Our driver's family had been in Israel for over 500 years, and in fact he planned to visit some of the oldest graves in Tiberias on his way back. He was also a descendent of the Rambam. Somehow my living on his ancestor's namesake street didn't impress him. When he heard our final destination, he asked to send his regards to the Hermon. He'd fought there in 1973, and was wounded twice: stabbed with a bayonnet in the ribs and a bomb hit his back. To this day, schrappnel remains in his body. After being injured, he wasn't afraid to die - he felt very peaceful. Today, he appreciates his senses and life much, much more.

Driving through a small community in the Jordan Valley, he casually mentioned his wife the mother of his son. Hebrew offers no distinction between friend and boy/girlfriend, true for either gender. Context and intonation make all the difference. Turns out, his ex didn't just have a friend there - she had a girlfriend: a "dry" Brit. He shared how his 17 1/2 year old son awkwardly tried to break the news to his father, who claims he'd known she was a lesbian even before she did.

Besides his pistol (which he's never had to use in civilian situations), he also has a black belt in karate. He was among the first to bring this martial art to Israel.

Friday, January 30, 2009

Please Don't Seduce My Husband

Route: From Jerusalem to Meiron jct
Distance: 207 km / 128.5 miles
Pushed: 6 people

The Story:
Today a story about the bus. To understand this story, a few key points need to be clarified:
  • While the central bus station is, logically, the point of departure for nearly every inter-city bus line, the 982 begins in Sanhedria, an ultra-orthodox neighborhood. The central bus station is the 10th stop.
  • The ultra orthodox, generally, don't participate in civil life, yet often expect demand the rest of the country cater to their needs
  • Had Rosa Parks been an ultra orthodox woman, she would have shut up and put up with riding in the back of the bus.
  • Fridays are short and there are limited buses. All the while, there seem to be an infinite number of people traveling to wherever you happen to be going.
    After sleeping for less than 5 hours the previous night, I decided to catch a nap for the price of the bus ticket (subsidised at 41 shekels, guess why). But upon reaching the central bus station, I was horrified to discover that two out of every three Jerusalemites had decided to head up to Tzfat for the weekend. After being passed by the first bus, I resolved to push my way on board the next one. I managed to be the 8th person out of 10 who the driver agreed to take standing. Or rather, sprawled in the aisle.
    If you've ever been crammed between 2 soldiers and an American yeshiva boy, all with functioning cell phones, you know exactly how quickly you can kiss your nap plans lehitraot (I've had excellent naps on the front steps by the driver). I spent the ride listening to NPR podcasts, alternating between sitting and standing.

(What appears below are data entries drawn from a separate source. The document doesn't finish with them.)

//! Two-phase construction of menu instances
//!
//! `MenuBuilder` collects items, options and strategies and produces a fully
//! initialized [`MenuConfig`]; `Registry::create` turns that into a live
//! instance. Nothing is back-filled after construction.

use std::fmt;
use std::rc::Rc;
use std::time::Duration;

use kurbo::Point;

use crate::animation::AnimationOptions;
use crate::config::MenuOptions;
use crate::hooks::{MenuHooks, NoHooks};
use crate::item::{normalize_all, MenuItem, RawItem};
use crate::keymap::Platform;
use crate::model::{HostElementId, MountPoint, TriggerBinding};
use crate::position::PositionConfig;
use crate::theme::Theme;
use crate::view::TextDirection;

/// Where the root items come from
#[derive(Clone)]
pub enum MenuSource {
    Items(Vec<MenuItem>),
    /// Called on every open; the result is normalized and replaces the items
    Producer(Rc<dyn Fn() -> Vec<RawItem>>),
}

impl fmt::Debug for MenuSource {
    fn fmt(&self, f: &mut fmt::Formatter<'_>) -> fmt::Result {
        match self {
            MenuSource::Items(items) => f.debug_tuple("Items").field(&items.len()).finish(),
            MenuSource::Producer(_) => f.write_str("Producer(..)"),
        }
    }
}

/// Computes the open position when `open` gets no coordinates
#[derive(Clone)]
pub struct AnchorFn(Rc<dyn Fn() -> Option<Point>>);

impl AnchorFn {
    pub fn new(f: impl Fn() -> Option<Point> + 'static) -> Self {
        Self(Rc::new(f))
    }

    pub fn get(&self) -> Option<Point> {
        (self.0)()
    }
}

impl fmt::Debug for AnchorFn {
    fn fmt(&self, f: &mut fmt::Formatter<'_>) -> fmt::Result {
        f.write_str("AnchorFn(..)")
    }
}

/// Everything an instance needs, fully initialized
#[derive(Clone)]
pub struct MenuConfig {
    pub source: MenuSource,
    pub options: MenuOptions,
    pub hooks: Rc<dyn MenuHooks>,
    pub anchor_fn: Option<AnchorFn>,
    pub binding: Option<TriggerBinding>,
    pub mount: MountPoint,
}

impl fmt::Debug for MenuConfig {
    fn fmt(&self, f: &mut fmt::Formatter<'_>) -> fmt::Result {
        f.debug_struct("MenuConfig")
            .field("source", &self.source)
            .field("options", &self.options)
            .field("binding", &self.binding)
            .field("mount", &self.mount)
            .finish_non_exhaustive()
    }
}

pub struct MenuBuilder {
    source: MenuSource,
    options: MenuOptions,
    hooks: Rc<dyn MenuHooks>,
    anchor_fn: Option<AnchorFn>,
    binding: Option<TriggerBinding>,
    mount: MountPoint,
}

impl MenuBuilder {
    /// Start from item declarations
    pub fn new(items: impl IntoIterator<Item = RawItem>) -> Self {
        Self::from_items(normalize_all(items.into_iter().collect()))
    }

    /// Start from already normalized items
    pub fn from_items(items: Vec<MenuItem>) -> Self {
        Self {
            source: MenuSource::Items(items),
            options: MenuOptions::default(),
            hooks: Rc::new(NoHooks),
            anchor_fn: None,
            binding: None,
            mount: MountPoint::Portal,
        }
    }

    /// Produce the items on every open
    pub fn from_fn(producer: impl Fn() -> Vec<RawItem> + 'static) -> Self {
        Self {
            source: MenuSource::Producer(Rc::new(producer)),
            ..Self::from_items(Vec::new())
        }
    }

    /// Replace the whole options snapshot
    pub fn options(mut self, options: MenuOptions) -> Self {
        self.options = options;
        self
    }

    pub fn theme(mut self, theme: Theme) -> Self {
        self.options.theme = theme;
        self
    }

    pub fn animation(mut self, animation: AnimationOptions) -> Self {
        self.options.animation = animation;
        self
    }

    pub fn position(mut self, position: PositionConfig) -> Self {
        self.options.position = position;
        self
    }

    pub fn platform(mut self, platform: Platform) -> Self {
        self.options.platform = platform;
        self
    }

    pub fn direction(mut self, direction: TextDirection) -> Self {
        self.options.direction = direction;
        self
    }

    pub fn lock_scroll_outside(mut self, lock: bool) -> Self {
        self.options.lock_scroll_outside = lock;
        self
    }

    pub fn hooks(mut self, hooks: impl MenuHooks + 'static) -> Self {
        self.hooks = Rc::new(hooks);
        self
    }

    /// Share a hooks object the caller keeps a handle to
    pub fn shared_hooks(mut self, hooks: Rc<dyn MenuHooks>) -> Self {
        self.hooks = hooks;
        self
    }

    pub fn anchor_fn(mut self, f: impl Fn() -> Option<Point> + 'static) -> Self {
        self.anchor_fn = Some(AnchorFn::new(f));
        self
    }

    /// Bind a trigger element at construction
    pub fn bind(mut self, element: HostElementId, long_press: Option<Duration>) -> Self {
        self.binding = Some(TriggerBinding {
            element,
            long_press,
        });
        self
    }

    /// Attach the popup somewhere other than the default portal
    pub fn mount(mut self, mount: MountPoint) -> Self {
        self.mount = mount;
        self
    }

    pub fn build(self) -> MenuConfig {
        MenuConfig {
            source: self.source,
            options: self.options,
            hooks: self.hooks,
            anchor_fn: self.anchor_fn,
            binding: self.binding,
            mount: self.mount,
        }
    }
}

#[cfg(test)]
mod tests {
    use super::*;

    #[test]
    fn test_builder_normalizes_items() {
        let config = MenuBuilder::new(vec![RawItem::action("Copy"), RawItem::separator()]).build();
        match config.source {
            MenuSource::Items(items) => assert_eq!(items.len(), 2),
            MenuSource::Producer(_) => panic!("expected literal items"),
        }
    }

    #[test]
    fn test_builder_setters() {
        let config = MenuBuilder::new(vec![])
            .platform(Platform::Mac)
            .lock_scroll_outside(false)
            .bind(HostElementId(7), None)
            .build();
        assert_eq!(config.options.platform, Platform::Mac);
        assert!(!config.options.lock_scroll_outside);
        assert_eq!(config.binding.map(|b| b.element), Some(HostElementId(7)));
    }
}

    At one point, I stood and leaned against the chair next to me, in which an elderly ultra orthodox man sat. Next to him sat (gasp!) his wife. They were both reading little books: parsha and psalms, the usual pre-Shabbat fare. At one point the wife, who was sitting by the window, reached around her husband to lower his arm rest. I didn't think much of it. A few minutes later, my eyes caught the wife's, and our conversation went something like this. (I've included staging directions, in case any political party out there wants to use my script, free of charge, for a campaign ad)

    Wife: (to me) would you please move to the girls section of the bus?
    Me: this is the girl's section (true) and there isn't any room (pointing at aisle full of bags). Plus, this is my bus too.
    Wife: (whispering to husband) that's a girl (her eyes dart in my direction)
    Husband: (doesn't give a gefilte fish's tushy) ok, so?
    Wife: don't you want to switch places with me?
    Husband: no, it's ok (goes back to reading parsha book)

    So, a few possible conclusions arise:
    • The husband didn't believe I was actually female
    • The husband had on his special "you can't seduce me" glasses
    • I was planted on the bus by the tzniyus guard, causing the man to utterly fail the test
      From now on, I hitch.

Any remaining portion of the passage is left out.